There's one big rule in storytelling:

Only tell stories you love.

Sorry, didn't mean to shout, but it's very important. If you don't love the stories you tell, your audience won't love them either. If your audience doesn't love the story, they will let you know in subtle and not-so-subtle ways, depending on how old they are.

It seems obvious, doesn't it? However, I've had experiences where I've tried to fit a story I only sort of liked into a program. It doesn't work.

Once I was performing in a library and the librarian asked if I would tell The Wide-Mouth Frog. I know this story, but it wasn't in my repertoire and it isn't one I love. Still, I wanted to please the librarian, so I told it. It was flat. Boring. Excruciating. It's a good story, just not good for me.

Sometimes storytellers try to shoehorn a story they don't love into a program because it fits a theme or is from a specific country.
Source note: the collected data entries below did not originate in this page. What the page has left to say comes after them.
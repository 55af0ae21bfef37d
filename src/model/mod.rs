//! Event and state payloads carried through the topology.
//!
//! Every type here is a plain serde record. Values cross the event log as
//! camelCase JSON so that any reader of a topic can decode them without
//! linking this crate.

mod alerts;
mod fare;
mod location;
mod occupancy;
mod revenue;

pub use alerts::{MatatuLastSeen, OffGridAlert};
pub use fare::{FareEvent, PaymentMethod, PaymentStatus};
pub use location::{EnrichedLocationEvent, LocationEvent};
pub use occupancy::{DeltaEvent, MatatuSnapshot, PassengerCount, RouteOccupancy};
pub use revenue::{SaccoInfo, SaccoRevenueWindow};
#[tokio::test]
async fn test_unwritten_output_is_not_checkpointed() {
    let dir = tempfile::tempdir().unwrap();
    let config = runtime_config(Some(dir.path().to_path_buf()));
    let log = Arc::new(InMemoryLog::new());
    let flaky = FlakyLog::new(log.clone());
    let topology = topology();
    let producer = EventProducer::new(log.clone());
    let group = settings().application_id;
    let (by_matatu, partition) = by_matatu_position();

    let first = start_on(flaky.clone(), topology.clone(), config.clone(), Arc::new(SystemClock)).await;
    producer.send_location(&location("M1", "R1", 10, 40.0, at(1_700_000_000))).await.unwrap();
    assert!(first.drain(DRAIN).await.unwrap());

    // The delta for the second ping never reaches the log before shutdown
    flaky.set_failing(true);
    producer.send_location(&location("M1", "R1", 7, 40.0, at(1_700_000_003))).await.unwrap();
    wait_for_rejections(&flaky, 1).await;
    first.shutdown().await.unwrap();
    assert_eq!(log.committed(&group, &by_matatu, partition).await.unwrap(), Some(1));

    flaky.set_failing(false);
    let second = start_on(flaky.clone(), topology, config, Arc::new(SystemClock)).await;
    assert!(second.drain(DRAIN).await.unwrap());
    second.shutdown().await.unwrap();

    let occupancy: Vec<RouteOccupancy> = values(&log, topics::ROUTE_OCCUPANCY).await;
    assert_eq!(
        occupancy.iter().map(occupancy_triple).collect::<Vec<_>>(),
        vec![(10, 10, 0), (7, 10, 3)]
    );
}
It rarely works out.

This is one of the few times I'll exhort you not to do something.When you tell stories you don't love, and you do a mediocre job, it reflects badly on your skills as a storyteller, on other storytellers ("Oh, we had a storyteller once. She wasn't very good. We don't hire storytellers anymore") and on the art of storytelling. Please, don't do it.

3 comments:

Erin said...

One of my favorite stories to tell (though not in the story telling as an art form sense) is the one where Jeremy tried to cut off my pigtail during art time in Mr. Silkey's second grade class.

Maisy and my Mom always love it when I tell the green ribbon, which I learned and memorized at preschool, and told quite creepily into a video camera. Footage that comes back to haunt me often...

I spose I should take your tips into consideration.

But seriously, how did you get your picture SO BIG?!?!?!?!

PriscillaHowe said...

The pigtail story sounds great--did he succeed? Hey, do you still have the video of The Green Ribbon? You ought to put it on youtube!

I still don't really know how I got the picture big, but you should definitely ask Mary. She knows, I'm sure.

Granny Sue said...

This is one of the first truths a storyteller should learn, isn't it? I've tried to tell stories that fit a theme too, andbeen rewared with exactly what I deserved--the knowledge that it wasn't a good job.